**Exercise description**
Send back all the data below, exactly as given.

Data to use section start

//! SQLite-backed user store: the only state that survives restarts.

use sqlx::FromRow;
use sqlx::sqlite::{SqlitePool, SqlitePoolOptions};
use thiserror::Error;
use time::OffsetDateTime;
use time::format_description::well_known::Rfc3339;
use uuid::Uuid;

/// Scoreboard rows returned to clients.
pub const SCOREBOARD_LIMIT: i64 = 10;

const SCHEMA: &str = "CREATE TABLE IF NOT EXISTS users (
    id TEXT PRIMARY KEY,
    username TEXT NOT NULL UNIQUE,
    password_hash TEXT NOT NULL,
    wins INTEGER NOT NULL DEFAULT 0,
    created_at TEXT NOT NULL
)";

/// A persisted account row.
#[derive(Debug, Clone, FromRow)]
pub struct UserRecord {
    pub id: String,
    pub username: String,
    pub password_hash: String,
    pub wins: i64,
    pub created_at: String,
}

/// One scoreboard entry.
#[derive(Debug, Clone, FromRow)]
pub struct Leader {
    pub username: String,
    pub wins: i64,
}

#[derive(Debug, Error)]
pub enum UserStoreError {
    #[error("username already taken")]
    UsernameTaken,
    #[error(transparent)]
    Database(#[from] sqlx::Error),
}

/// Handle over the users table. Cheap to clone; the pool is shared.
#[derive(Clone)]
pub struct UserStore {
    pool: SqlitePool,
}

impl UserStore {
    /// Open the pool and make sure the schema exists.
    pub async fn connect(database_url: &str) -> Result<Self, sqlx::Error> {
        // An in-memory SQLite database exists per connection; more than one
        // pooled connection would each see their own empty schema.
        let max_connections = if database_url.contains(":memory:") { 1 } else { 5 };
        let pool = SqlitePoolOptions::new()
            .max_connections(max_connections)
            .connect(database_url)
            .await?;
        sqlx::query(SCHEMA).execute(&pool).await?;
        Ok(Self { pool })
    }

    /// Insert a fresh account; usernames are unique.
    pub async fn create(
        &self,
        username: &str,
        password_hash: &str,
    ) -> Result<UserRecord, UserStoreError> {
        let id = Uuid::new_v4().to_string();
        let created_at = OffsetDateTime::now_utc()
            .format(&Rfc3339)
            .unwrap_or_else(|_| "invalid-timestamp".into());

        let inserted = sqlx::query(
            "INSERT INTO users (id, username, password_hash, wins, created_at) \
             VALUES (?, ?, ?, 0, ?)",
        )
        .bind(&id)
        .bind(username)
        .bind(password_hash)
        .bind(&created_at)
        .execute(&self.pool)
        .await;

        match inserted {
            Ok(_) => Ok(UserRecord {
                id,
                username: username.into(),
                password_hash: password_hash.into(),
                wins: 0,
                created_at,
            }),
            Err(sqlx::Error::Database(db)) if db.is_unique_violation() => {
                Err(UserStoreError::UsernameTaken)
            }
            Err(err) => Err(err.into()),
        }
    }

    pub async fn find_by_username(
        &self,
        username: &str,
    ) -> Result<Option<UserRecord>, sqlx::Error> {
        sqlx::query_as::<_, UserRecord>(
            "SELECT id, username, password_hash, wins, created_at \
             FROM users WHERE username = ?",
        )
        .bind(username)
        .fetch_optional(&self.pool)
        .await
    }

    pub async fn find_by_id(&self, id: &str) -> Result<Option<UserRecord>, sqlx::Error> {
        sqlx::query_as::<_, UserRecord>(
            "SELECT id, username, password_hash, wins, created_at \
             FROM users WHERE id = ?",
        )
        .bind(id)
        .fetch_optional(&self.pool)
        .await
    }

    /// Top winners, ties broken by username.
    pub async fn top_winners(&self) -> Result<Vec<Leader>, sqlx::Error> {
        sqlx::query_as::<_, Leader>(
            "SELECT username, wins FROM users \
             ORDER BY wins DESC, username ASC LIMIT ?",
        )
        .bind(SCOREBOARD_LIMIT)
        .fetch_all(&self.pool)
        .await
    }

    /// Atomic `wins += 1`. Returns whether a row matched.
    pub async fn award_win(&self, username: &str) -> Result<bool, sqlx::Error> {
        let result = sqlx::query("UPDATE users SET wins = wins + 1 WHERE username = ?")
            .bind(username)
            .execute(&self.pool)
            .await?;
        Ok(result.rows_affected() > 0)
    }

    /// Cheap reachability probe for the health check.
    pub async fn ping(&self) -> bool {
        sqlx::query("SELECT 1").execute(&self.pool).await.is_ok()
    }
}

#[cfg(test)]
mod tests {
    use super::*;

    async fn memory_store() -> UserStore {
        UserStore::connect("sqlite::memory:").await.unwrap()
    }

    #[tokio::test]
    async fn signup_enforces_unique_usernames() {
        let store = memory_store().await;
        store.create("alice", "hash-a").await.unwrap();

        let err = store.create("alice", "hash-b").await.unwrap_err();
        assert!(matches!(err, UserStoreError::UsernameTaken));
    }

    #[tokio::test]
    async fn lookup_round_trips_by_name_and_id() {
        let store = memory_store().await;
        let created = store.create("alice", "hash").await.unwrap();

        let by_name = store.find_by_username("alice").await.unwrap().unwrap();
        assert_eq!(by_name.id, created.id);
        assert_eq!(by_name.wins, 0);

        let by_id = store.find_by_id(&created.id).await.unwrap().unwrap();
        assert_eq!(by_id.username, "alice");

        assert!(store.find_by_username("nobody").await.unwrap().is_none());
    }

    #[tokio::test]
    async fn scoreboard_orders_by_wins_then_username() {
        let store = memory_store().await;
        for name in ["carol", "alice", "bob"] {
            store.create(name, "hash").await.unwrap();
        }
        for _ in 0..2 {
            assert!(store.award_win("bob").await.unwrap());
        }
        assert!(store.award_win("carol").await.unwrap());
        assert!(store.award_win("alice").await.unwrap());

        let leaders = store.top_winners().await.unwrap();
        let names: Vec<&str> = leaders.iter().map(|l| l.username.as_str()).collect();
        assert_eq!(names, vec!["bob", "alice", "carol"]);
        assert_eq!(leaders[0].wins, 2);
    }

    #[tokio::test]
    async fn awarding_an_unknown_user_matches_no_row() {
        let store = memory_store().await;
        assert!(!store.award_win("ghost").await.unwrap());
    }
}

Data to use section end

**Result**
//! SQLite-backed user store: the only state that survives restarts.

use sqlx::FromRow;
use sqlx::sqlite::{SqlitePool, SqlitePoolOptions};
use thiserror::Error;
use time::OffsetDateTime;
use time::format_description::well_known::Rfc3339;
use uuid::Uuid;

/// Scoreboard rows returned to clients.
pub const SCOREBOARD_LIMIT: i64 = 10;

const SCHEMA: &str = "CREATE TABLE IF NOT EXISTS users (
    id TEXT PRIMARY KEY,
    username TEXT NOT NULL UNIQUE,
    password_hash TEXT NOT NULL,
    wins INTEGER NOT NULL DEFAULT 0,
    created_at TEXT NOT NULL
)";

/// A persisted account row.
#[derive(Debug, Clone, FromRow)]
pub struct UserRecord {
    pub id: String,
    pub username: String,
    pub password_hash: String,
    pub wins: i64,
    pub created_at: String,
}

/// One scoreboard entry.
#[derive(Debug, Clone, FromRow)]
pub struct Leader {
    pub username: String,
    pub wins: i64,
}

#[derive(Debug, Error)]
pub enum UserStoreError {
    #[error("username already taken")]
    UsernameTaken,
    #[error(transparent)]
    Database(#[from] sqlx::Error),
}

/// Handle over the users table. Cheap to clone; the pool is shared.
#[derive(Clone)]
pub struct UserStore {
    pool: SqlitePool,
}

impl UserStore {
    /// Open the pool and make sure the schema exists.
    pub async fn connect(database_url: &str) -> Result<Self, sqlx::Error> {
        // An in-memory SQLite database exists per connection; more than one
        // pooled connection would each see their own empty schema.
        let max_connections = if database_url.contains(":memory:") { 1 } else { 5 };
        let pool = SqlitePoolOptions::new()
            .max_connections(max_connections)
            .connect(database_url)
            .await?;
        sqlx::query(SCHEMA).execute(&pool).await?;
        Ok(Self { pool })
    }

    /// Insert a fresh account; usernames are unique.
    pub async fn create(
        &self,
        username: &str,
        password_hash: &str,
    ) -> Result<UserRecord, UserStoreError> {
        let id = Uuid::new_v4().to_string();
        let created_at = OffsetDateTime::now_utc()
            .format(&Rfc3339)
            .unwrap_or_else(|_| "invalid-timestamp".into());

        let inserted = sqlx::query(
            "INSERT INTO users (id, username, password_hash, wins, created_at) \
             VALUES (?, ?, ?, 0, ?)",
        )
        .bind(&id)
        .bind(username)
        .bind(password_hash)
        .bind(&created_at)
        .execute(&self.pool)
        .await;

        match inserted {
            Ok(_) => Ok(UserRecord {
                id,
                username: username.into(),
                password_hash: password_hash.into(),
                wins: 0,
                created_at,
            }),
            Err(sqlx::Error::Database(db)) if db.is_unique_violation() => {
                Err(UserStoreError::UsernameTaken)
            }
            Err(err) => Err(err.into()),
        }
    }

    pub async fn find_by_username(
        &self,
        username: &str,
    ) -> Result<Option<UserRecord>, sqlx::Error> {
        sqlx::query_as::<_, UserRecord>(
            "SELECT id, username, password_hash, wins, created_at \
             FROM users WHERE username = ?",
        )
        .bind(username)
        .fetch_optional(&self.pool)
        .await
    }

    pub async fn find_by_id(&self, id: &str) -> Result<Option<UserRecord>, sqlx::Error> {
        sqlx::query_as::<_, UserRecord>(
            "SELECT id, username, password_hash, wins, created_at \
             FROM users WHERE id = ?",
        )
        .bind(id)
        .fetch_optional(&self.pool)
        .await
    }

    /// Top winners, ties broken by username.
    pub async fn top_winners(&self) -> Result<Vec<Leader>, sqlx::Error> {
        sqlx::query_as::<_, Leader>(
            "SELECT username, wins FROM users \
             ORDER BY wins DESC, username ASC LIMIT ?",
        )
        .bind(SCOREBOARD_LIMIT)
        .fetch_all(&self.pool)
        .await
    }

    /// Atomic `wins += 1`. Returns whether a row matched.
    pub async fn award_win(&self, username: &str) -> Result<bool, sqlx::Error> {
        let result = sqlx::query("UPDATE users SET wins = wins + 1 WHERE username = ?")
            .bind(username)
            .execute(&self.pool)
            .await?;
        Ok(result.rows_affected() > 0)
    }

    /// Cheap reachability probe for the health check.
    pub async fn ping(&self) -> bool {
        sqlx::query("SELECT 1").execute(&self.pool).await.is_ok()
    }
}

#[cfg(test)]
mod tests {
    use super::*;

    async fn memory_store() -> UserStore {
        UserStore::connect("sqlite::memory:").await.unwrap()
    }

    #[tokio::test]
    async fn signup_enforces_unique_usernames() {
        let store = memory_store().await;
        store.create("alice", "hash-a").await.unwrap();

        let err = store.create("alice", "hash-b").await.unwrap_err();
        assert!(matches!(err, UserStoreError::UsernameTaken));
    }

    #[tokio::test]
    async fn lookup_round_trips_by_name_and_id() {
        let store = memory_store().await;
        let created = store.create("alice", "hash").await.unwrap();

        let by_name = store.find_by_username("alice").await.unwrap().unwrap();
        assert_eq!(by_name.id, created.id);
        assert_eq!(by_name.wins, 0);

        let by_id = store.find_by_id(&created.id).await.unwrap().unwrap();
        assert_eq!(by_id.username, "alice");

        assert!(store.find_by_username("nobody").await.unwrap().is_none());
    }

    #[tokio::test]
    async fn scoreboard_orders_by_wins_then_username() {
        let store = memory_store().await;
        for name in ["carol", "alice", "bob"] {
            store.create(name, "hash").await.unwrap();
        }
        for _ in 0..2 {
            assert!(store.award_win("bob").await.unwrap());
        }
        assert!(store.award_win("carol").await.unwrap());
        assert!(store.award_win("alice").await.unwrap());

        let leaders = store.top_winners().await.unwrap();
        let names: Vec<&str> = leaders.iter().map(|l| l.username.as_str()).collect();
        assert_eq!(names, vec!["bob", "alice", "carol"]);
        assert_eq!(leaders[0].wins, 2);
    }

    #[tokio::test]
    async fn awarding_an_unknown_user_matches_no_row() {
        let store = memory_store().await;
        assert!(!store.award_win("ghost").await.unwrap());
    }
}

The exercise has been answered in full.